La psychanalyse à Vienne aujourd'hui : rien de neuf, docteur ?

Vienne est la capitale historique de la psychanalyse. Un siècle plus tard, qu’y sont devenus les successeurs de Freud ? Reportage.

Le regard est pétillant, la poignée de main franche, le cabinet d’August Ruhs est aussi chaleureux que sa salle d’attente est dépouillée. Un tableau pop au mur, au-dessus d’un divan design, un vaste bureau à peine dérangé de papiers, une bibliothèque aux ouvrages qui semblent classés par ordre alphabétique et par couleur et, posée sur le mur, à droite, une petite table, avec deux chaises, autour de laquelle on s’assied. « Voulez-vous un café ? » Au goût du breuvage, parfaitement dosé, vous savez que vous êtes à Vienne, mais bien qu’August Ruhs porte une barbe très freudienne, aucun doute permis : vous n’êtes pas en 1905, et aucune calèche ne vous attendra en bas à la fin de l’entretien. Car August Ruhs est bien un analyste de notre temps, c’est-à-dire un analyste inquiet.

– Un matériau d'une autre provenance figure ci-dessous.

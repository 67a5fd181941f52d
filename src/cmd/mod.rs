//! CLI command implementations.
//!
//! | Module    | Commands handled    |
//! |-----------|---------------------|
//! | `serve`   | `Serve`, `InitDb`   |
//! | `plans`   | `Plans`             |
//! | `config`  | `Config`            |

pub mod config;
pub mod plans;
pub mod serve;

pub use config::cmd_config;
pub use plans::cmd_plans;
pub use serve::{cmd_init_db, cmd_serve};
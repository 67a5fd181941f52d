//! Typed error hierarchy for the site back end.
//!
//! Three top-level enums cover the three subsystems:
//! - `EnrollmentError`: plan validation, gateway and pending-store failures
//! - `MailError`: contact form delivery failures
//! - `ImageError`: kitchen image generation failures

use thiserror::Error;

/// Errors from the enrollment subsystem (initiator, simulator, store).
#[derive(Debug, Error)]
pub enum EnrollmentError {
    #[error("Invalid plan: {0}")]
    InvalidPlan(String),

    #[error("Subscription end date overflows for period '{period}'")]
    DateOverflow { period: String },

    #[error("Plan '{name}' not found in catalog")]
    UnknownPlan { name: String },

    #[error("Payment gateway error: {0}")]
    Gateway(String),

    #[error("Pending enrollment store error: {0}")]
    Storage(#[source] anyhow::Error),

    #[error("Failed to build redirect URL: {0}")]
    RedirectUrl(#[from] url::ParseError),
}

/// Errors from the contact mailer.
#[derive(Debug, Error)]
pub enum MailError {
    #[error("Invalid address '{address}': {message}")]
    InvalidAddress { address: String, message: String },

    #[error("Failed to build email: {0}")]
    Build(String),

    #[error("SMTP delivery failed: {0}")]
    Delivery(String),

    #[error(transparent)]
    Other(#[from] anyhow::Error),
}

/// Errors from the kitchen image generator.
#[derive(Debug, Error)]
pub enum ImageError {
    #[error("Image generation token not configured")]
    MissingToken,

    #[error("Image API returned status {status}")]
    UpstreamStatus { status: u16 },

    #[error("Image API request failed: {0}")]
    Request(#[from] reqwest::Error),
}

#[cfg(test)]
mod tests {
    use super::*;

    #[test]
    fn enrollment_error_invalid_plan_carries_message() {
        let err = EnrollmentError::InvalidPlan("price must be positive".to_string());
        match &err {
            EnrollmentError::InvalidPlan(msg) => assert_eq!(msg, "price must be positive"),
            _ => panic!("Expected InvalidPlan"),
        }
        assert!(err.to_string().contains("price must be positive"));
    }

    #[test]
    fn enrollment_error_converts_from_url_parse_error() {
        let parse_err = url::Url::parse("not a url").unwrap_err();
        let err: EnrollmentError = parse_err.into();
        assert!(matches!(err, EnrollmentError::RedirectUrl(_)));
    }

    #[test]
    fn enrollment_error_storage_keeps_source() {
        use std::error::Error as _;
        let err = EnrollmentError::Storage(anyhow::anyhow!("disk full"));
        assert!(err.source().is_some());
        assert!(err.to_string().contains("disk full"));
    }

    #[test]
    fn mail_error_invalid_address_names_address() {
        let err = MailError::InvalidAddress {
            address: "nobody".to_string(),
            message: "missing domain".to_string(),
        };
        assert_eq!(err.to_string(), "Invalid address 'nobody': missing domain");
    }

    #[test]
    fn image_error_upstream_status_carries_code() {
        let err = ImageError::UpstreamStatus { status: 503 };
        assert!(err.to_string().contains("503"));
    }

    #[test]
    fn all_error_types_implement_std_error_trait() {
        fn assert_std_error<E: std::error::Error>(_: &E) {}
        assert_std_error(&EnrollmentError::Gateway("x".into()));
        assert_std_error(&MailError::Delivery("x".into()));
        assert_std_error(&ImageError::MissingToken);
    }
}
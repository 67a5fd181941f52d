//! Per-client message limiter for the contact form.
//!
//! Each client gets `limit` messages. The window restarts from the client's
//! most recent accepted message, so a client that keeps sending just inside
//! the window stays blocked until it pauses for a full window.

use std::collections::HashMap;
use std::sync::Mutex;
use std::time::{Duration, Instant};

use tracing::warn;

#[derive(Debug, Clone, Copy)]
struct Entry {
    count: u32,
    last: Instant,
}

#[derive(Debug, Clone, Copy, PartialEq, Eq)]
pub struct RateLimited {
    pub retry_after: Duration,
}

#[derive(Debug)]
pub struct ContactRateLimiter {
    limit: u32,
    window: Duration,
    entries: Mutex<HashMap<String, Entry>>,
}

impl ContactRateLimiter {
    pub fn new(limit: u32, window: Duration) -> Self {
        Self {
            limit: limit.max(1),
            window,
            entries: Mutex::new(HashMap::new()),
        }
    }

    pub fn check(&self, client: &str) -> Result<(), RateLimited> {
        self.check_at(client, Instant::now())
    }

    /// Count one message from `client` at `now`, or refuse it.
    pub fn check_at(&self, client: &str, now: Instant) -> Result<(), RateLimited> {
        let mut entries = match self.entries.lock() {
            Ok(entries) => entries,
            Err(poisoned) => poisoned.into_inner(),
        };

        match entries.get_mut(client) {
            Some(entry) if now.saturating_duration_since(entry.last) < self.window => {
                if entry.count >= self.limit {
                    let retry_after = self.window - now.saturating_duration_since(entry.last);
                    warn!(client, count = entry.count, "contact form rate limit hit");
                    return Err(RateLimited { retry_after });
                }
                entry.count += 1;
                entry.last = now;
            }
            _ => {
                entries.insert(client.to_string(), Entry { count: 1, last: now });
            }
        }
        Ok(())
    }

    /// Drop clients whose window has lapsed.
    pub fn prune_at(&self, now: Instant) -> usize {
        let mut entries = match self.entries.lock() {
            Ok(entries) => entries,
            Err(poisoned) => poisoned.into_inner(),
        };
        let before = entries.len();
        entries.retain(|_, e| now.saturating_duration_since(e.last) < self.window);
        before - entries.len()
    }

    pub fn tracked_clients(&self) -> usize {
        self.entries.lock().map(|e| e.len()).unwrap_or(0)
    }
}
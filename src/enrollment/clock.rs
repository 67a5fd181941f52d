//! Injectable time: wall clock for identifiers and dates, delays for the
//! simulated gateway latency.

use std::sync::Mutex;
use std::time::Duration;

use async_trait::async_trait;
use chrono::{DateTime, Utc};

pub trait Clock: Send + Sync {
    fn now(&self) -> DateTime<Utc>;

    fn now_millis(&self) -> i64 {
        self.now().timestamp_millis()
    }
}

#[derive(Debug, Default, Clone, Copy)]
pub struct SystemClock;

impl Clock for SystemClock {
    fn now(&self) -> DateTime<Utc> {
        Utc::now()
    }
}

/// A clock that only moves when told to.
#[derive(Debug)]
pub struct FixedClock {
    now: Mutex<DateTime<Utc>>,
}

impl FixedClock {
    pub fn new(now: DateTime<Utc>) -> Self {
        Self { now: Mutex::new(now) }
    }

    pub fn advance(&self, by: chrono::Duration) {
        if let Ok(mut now) = self.now.lock() {
            *now += by;
        }
    }
}

impl Clock for FixedClock {
    fn now(&self) -> DateTime<Utc> {
        // A poisoned lock still holds a valid timestamp.
        match self.now.lock() {
            Ok(now) => *now,
            Err(poisoned) => *poisoned.into_inner(),
        }
    }
}

#[async_trait]
pub trait Delay: Send + Sync {
    async fn sleep(&self, duration: Duration);
}

#[derive(Debug, Default, Clone, Copy)]
pub struct TokioDelay;

#[async_trait]
impl Delay for TokioDelay {
    async fn sleep(&self, duration: Duration) {
        tokio::time::sleep(duration).await;
    }
}

/// Returns immediately and remembers what it was asked to wait.
#[derive(Debug, Default)]
pub struct NoDelay {
    requested: Mutex<Vec<Duration>>,
}

impl NoDelay {
    pub fn new() -> Self {
        Self::default()
    }

    pub fn requested(&self) -> Vec<Duration> {
        self.requested
            .lock()
            .map(|r| r.clone())
            .unwrap_or_default()
    }
}

#[async_trait]
impl Delay for NoDelay {
    async fn sleep(&self, duration: Duration) {
        if let Ok(mut requested) = self.requested.lock() {
            requested.push(duration);
        }
    }
}
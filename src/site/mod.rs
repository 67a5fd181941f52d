//! HTTP surface of the site: router, handlers, persistence and startup.

pub mod api;
pub mod db;
pub mod server;
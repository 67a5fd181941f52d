//! Structured logging setup.

use std::io;

use tracing_subscriber::{EnvFilter, fmt, layer::SubscriberExt, util::SubscriberInitExt};

/// Filter used when `RUST_LOG` is unset or invalid.
pub const DEFAULT_FILTER: &str = "vivo_site=info";

#[derive(Debug, Clone, Copy, PartialEq, Eq)]
pub enum LogFormat {
    Pretty,
    Json,
}

impl LogFormat {
    pub fn from_flag(json: bool) -> Self {
        if json { Self::Json } else { Self::Pretty }
    }
}

/// Install the global subscriber. Logs go to stderr so command output on
/// stdout stays clean.
pub fn init_logging(format: LogFormat) {
    let filter =
        EnvFilter::try_from_default_env().unwrap_or_else(|_| EnvFilter::new(DEFAULT_FILTER));
    let registry = tracing_subscriber::registry().with(filter);

    let result = match format {
        LogFormat::Pretty => registry
            .with(fmt::layer().with_target(true).with_writer(io::stderr))
            .try_init(),
        LogFormat::Json => registry
            .with(
                fmt::layer()
                    .json()
                    .with_current_span(true)
                    .with_target(true)
                    .with_writer(io::stderr),
            )
            .try_init(),
    };
    if let Err(e) = result {
        eprintln!("Logging already initialized: {}", e);
    }
}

Quand on lui demande comment se porte la psychanalyse aujourd’hui en Autriche, il admet d’emblée que, depuis la loi autrichienne de 1990 réglementant l’exercice de la psychothérapie, la psychanalyse « qui jusque-là était un modèle pour les autres thérapies, a perdu sa position de primauté, pour devenir une psychothérapie comme les autres. Avec cette loi, une vingtaine d’écoles de psychothérapies, considérées par l’État comme valables, ont accru leur influence. Tout à coup, nos psychiatres n’ont plus eu le droit d’exercer la psychothérapie sauf en faisant une formation. Les psychiatres ont donc fondé un nouveau terme, la médecine psychothérapique. On se retrouve donc dans une situation un peu absurde où il y a désormais deux branches de la psychothérapie : l’une, académique, où pour devenir psychothérapeute il faut faire médecine ; et l’autre où, à partir du moment où on a son bac, on peut faire une formation de psychothérapie comme on fait une formation de pédicure ». Et d’ajouter : « Malgré la présence de Freud, nous ne pouvons que constater en Autriche une absence de la psychanalyse ».